Visit Dottie’s website and you’re greeted with these three words: Competitor, Announcer, Author. So, in her spare time when she’s not walking, she’s writing. Dottie’s co-authored two children’s books in the Bogey Tees Off series as a way to introduce kids and families to golf while promoting life lessons. Bogey, the main character, is an ambitious range golf ball that aspires to become a tour golf ball but has challenges to overcome.
In 2021, Dottie self-published a moving tribute to her first teacher, George Pulver Sr., a local Saratoga Springs instructor who laid the foundation for her successful career and had an enduring impact on her life. Letters to a Future Champion: My Time with Mr. Pulver was written during Covid as a remembrance to that special friendship. Dottie had saved some 145 notes, tips and letters that Pulver often would leave in the Pepper family mailbox and the book chronicles those exchanges. The exceptional volume was a finalist for the USGA Herbert Warren Wind Book Award for outstanding contributions to golf literature.
Dottie enjoys many interests off the golf course. She’s an avid gardener, dog lover, wine collector, reads World War II histories, visits farmer’s markets and likes fast cars.
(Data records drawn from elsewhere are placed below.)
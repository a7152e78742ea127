//! Bencode codec
//!
//! The binary encoding used by torrent files, tracker responses and the
//! extension protocol.

pub mod decoder;
pub mod encoder;
pub mod value;

pub use decoder::{decode, decode_prefix};
pub use encoder::encode;
pub use value::Value;
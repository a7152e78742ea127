//! Torrent metadata module
//!
//! Parsing of .torrent files, magnet links and peer-supplied info dictionaries.

pub mod info;
pub mod magnet;
pub mod parser;

pub use info::{sha1_digest, TorrentInfo};
pub use magnet::{MagnetInfo, MagnetParser};
pub use parser::TorrentParser;
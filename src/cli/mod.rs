//! CLI module
//!
//! Command-line interface for the torrent client.

pub mod args;
pub mod config;

pub use args::{CliArgs, Command};
pub use config::Config;
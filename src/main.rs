//! mini-torrent - Main entry point
//!
//! Command-driven BitTorrent client. Command output goes to stdout, logs to
//! stderr.

use anyhow::{Context, Result};
use mini_torrent::{
    bencode, fetch_metadata_from_peers, write_pieces, AnnounceRequest, CliArgs, Command, Config, DownloadManager,
    FileSink, MagnetInfo, MagnetParser, PeerConnection, PieceWorkQueue, ReqwestTransport, TorrentError,
    TorrentInfo, TorrentParser, TrackerClient,
};
use std::net::SocketAddr;
use std::path::Path;
use std::sync::Arc;
use tracing::{debug, error, info};

/// `left` announced for a magnet link whose length is not yet known
const MAGNET_PLACEHOLDER_LEFT: u64 = 999;

/// Set up panic handler for unexpected errors
fn setup_panic_handler() {
    std::panic::set_hook(Box::new(|panic_info| {
        let backtrace = std::backtrace::Backtrace::capture();
        if let Some(location) = panic_info.location() {
            error!("PANIC occurred at {}:{}:{}", location.file(), location.line(), location.column());
        }
        let payload = panic_info.payload();
        if let Some(s) = payload.downcast_ref::<&str>() {
            error!("Panic message: {}", s);
        } else if let Some(s) = payload.downcast_ref::<String>() {
            error!("Panic message: {}", s);
        } else {
            error!("Panic message: unknown");
        }
        error!("Backtrace:\n{:?}", backtrace);
    }));
}

#[tokio::main]
async fn main() -> Result<()> {
    setup_panic_handler();

    let args = CliArgs::parse_args();
    init_logging(&args);
    debug!("CLI arguments: {:?}", args);

    let config = Config::from_args(&args);
    config.validate().context("Invalid configuration")?;
    debug!("Using peer id {}", config.peer_id_hex());

    run(args.command, &config).await.map_err(|e| {
        error!("{}", e);
        e
    })
}

/// Initialize logging based on verbosity settings. Logs go to stderr.
fn init_logging(args: &CliArgs) {
    let subscriber = tracing_subscriber::fmt()
        .with_max_level(args.log_level())
        .with_writer(std::io::stderr)
        .with_target(false)
        .with_thread_ids(false)
        .with_file(false)
        .with_line_number(false);

    if args.is_verbose() {
        subscriber.pretty().init();
    } else {
        subscriber.compact().init();
    }
}

async fn run(command: Command, config: &Config) -> Result<()> {
    match command {
        Command::Decode { value } => {
            let decoded = bencode::decode(value.as_bytes())?;
            println!("{}", serde_json::to_string(&decoded)?);
        }
        Command::Info { torrent } => {
            let torrent = TorrentParser::parse_file(&torrent)?;
            print_info(&torrent);
        }
        Command::Peers { torrent } => {
            let torrent = TorrentParser::parse_file(&torrent)?;
            for peer in discover_peers(config, torrent.announce(), *torrent.info_hash(), torrent.total_length()).await? {
                println!("{}", peer);
            }
        }
        Command::Handshake { torrent, peer } => {
            let torrent = TorrentParser::parse_file(&torrent)?;
            let addr: SocketAddr = peer.parse().map_err(TorrentError::from)?;
            let conn = PeerConnection::connect(addr, *torrent.info_hash(), config.peer_id, false, &config.connection).await?;
            println!("Peer ID: {}", hex::encode(conn.peer_id()));
        }
        Command::DownloadPiece { output, torrent, index } => {
            let torrent = TorrentParser::parse_file(&torrent)?;
            let peers = discover_peers(config, torrent.announce(), *torrent.info_hash(), torrent.total_length()).await?;
            let piece = DownloadManager::new(config.connection, config.peer_id)
                .download_piece(&torrent, &peers, index)
                .await?;
            write_output(&output, &[piece]).await?;
            println!("Piece {} downloaded to {}.", index, output.display());
        }
        Command::Download { output, torrent: path } => {
            let torrent = TorrentParser::parse_file(&path)?;
            let peers = discover_peers(config, torrent.announce(), *torrent.info_hash(), torrent.total_length()).await?;
            download(config, torrent, &peers, false, &output).await?;
            println!("Downloaded {} to {}.", path.display(), output.display());
        }
        Command::MagnetParse { uri } => {
            let magnet = MagnetParser::parse(&uri)?;
            println!("Tracker URL: {}", magnet.tracker().unwrap_or_default());
            println!("Info Hash: {}", magnet.info_hash_hex());
        }
        Command::MagnetHandshake { uri } => {
            let magnet = MagnetParser::parse(&uri)?;
            let peers = magnet_peers(config, &magnet).await?;
            let addr = *peers
                .first()
                .ok_or_else(|| TorrentError::no_peers_available("tracker returned no peers"))?;

            let mut conn = PeerConnection::connect(addr, magnet.info_hash, config.peer_id, true, &config.connection).await?;
            println!("Peer ID: {}", hex::encode(conn.peer_id()));
            let metadata_id = conn.peer_metadata_id().await?;
            println!("Peer Metadata Extension ID: {}", metadata_id);
        }
        Command::MagnetInfo { uri } => {
            let magnet = MagnetParser::parse(&uri)?;
            let peers = magnet_peers(config, &magnet).await?;
            let torrent = fetch_metadata_from_peers(&magnet, &peers, config.peer_id, &config.connection).await?;
            print_info(&torrent);
        }
        Command::MagnetDownloadPiece { output, uri, index } => {
            let magnet = MagnetParser::parse(&uri)?;
            let peers = magnet_peers(config, &magnet).await?;
            let torrent = fetch_metadata_from_peers(&magnet, &peers, config.peer_id, &config.connection).await?;
            let piece = DownloadManager::new(config.connection, config.peer_id)
                .with_extensions(true)
                .download_piece(&torrent, &peers, index)
                .await?;
            write_output(&output, &[piece]).await?;
            println!("Piece {} downloaded to {}.", index, output.display());
        }
        Command::MagnetDownload { output, uri } => {
            let magnet = MagnetParser::parse(&uri)?;
            let peers = magnet_peers(config, &magnet).await?;
            let torrent = fetch_metadata_from_peers(&magnet, &peers, config.peer_id, &config.connection).await?;
            download(config, torrent, &peers, true, &output).await?;
            println!("Downloaded {} to {}.", magnet.display_name.as_deref().unwrap_or("magnet"), output.display());
        }
    }
    Ok(())
}

fn print_info(torrent: &TorrentInfo) {
    println!("Tracker URL: {}", torrent.announce());
    println!("Length: {}", torrent.total_length());
    println!("Info Hash: {}", torrent.info_hash_hex());
    println!("Piece Length: {}", torrent.piece_length());
    println!("Piece Hashes:");
    for hash in torrent.piece_hashes_hex() {
        println!("{}", hash);
    }
}

async fn discover_peers(config: &Config, tracker_url: &str, info_hash: [u8; 20], left: u64) -> Result<Vec<SocketAddr>> {
    if tracker_url.is_empty() {
        return Err(TorrentError::tracker_error("no tracker URL to announce to").into());
    }
    let client = TrackerClient::new(Arc::new(ReqwestTransport::new()?));
    let request = AnnounceRequest::new(info_hash, config.peer_id, config.port, left);
    let peers = client.announce(tracker_url, &request).await?;
    Ok(peers.into_iter().map(SocketAddr::V4).collect())
}

async fn magnet_peers(config: &Config, magnet: &MagnetInfo) -> Result<Vec<SocketAddr>> {
    let tracker = magnet
        .tracker()
        .ok_or_else(|| TorrentError::tracker_error("magnet link has no tracker"))?;
    let left = magnet.total_size.unwrap_or(MAGNET_PLACEHOLDER_LEFT);
    discover_peers(config, tracker, magnet.info_hash, left).await
}

async fn download(config: &Config, torrent: TorrentInfo, peers: &[SocketAddr], extended: bool, output: &Path) -> Result<()> {
    let piece_count = u32::try_from(torrent.piece_count())
        .map_err(|_| TorrentError::invalid_torrent("too many pieces"))?;
    let queue = Arc::new(PieceWorkQueue::new(piece_count));
    info!("Downloading {} ({} bytes, {} pieces)", torrent.info_hash_hex(), torrent.total_length(), piece_count);

    let pieces = DownloadManager::new(config.connection, config.peer_id)
        .with_extensions(extended)
        .download_all(Arc::new(torrent), peers, queue)
        .await?;
    write_output(output, &pieces).await
}

async fn write_output(output: &Path, pieces: &[bytes::Bytes]) -> Result<()> {
    let mut sink = FileSink::create(output).await?;
    write_pieces(pieces, &mut sink).await?;
    debug!("{} bytes written", sink.bytes_written());
    Ok(())
}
She has a deep and special love for Saratoga Springs and values the time that she and her husband David Normoyle spend together there.
Perhaps there is no finer testimonial about Dottie than that of a fellow golf commentator, Jimmy Roberts of NBC Sports. “I don’t know too many people who work harder—at anything—than does Dottie Pepper,” says Roberts. “I also don’t know too many people with a bigger heart.”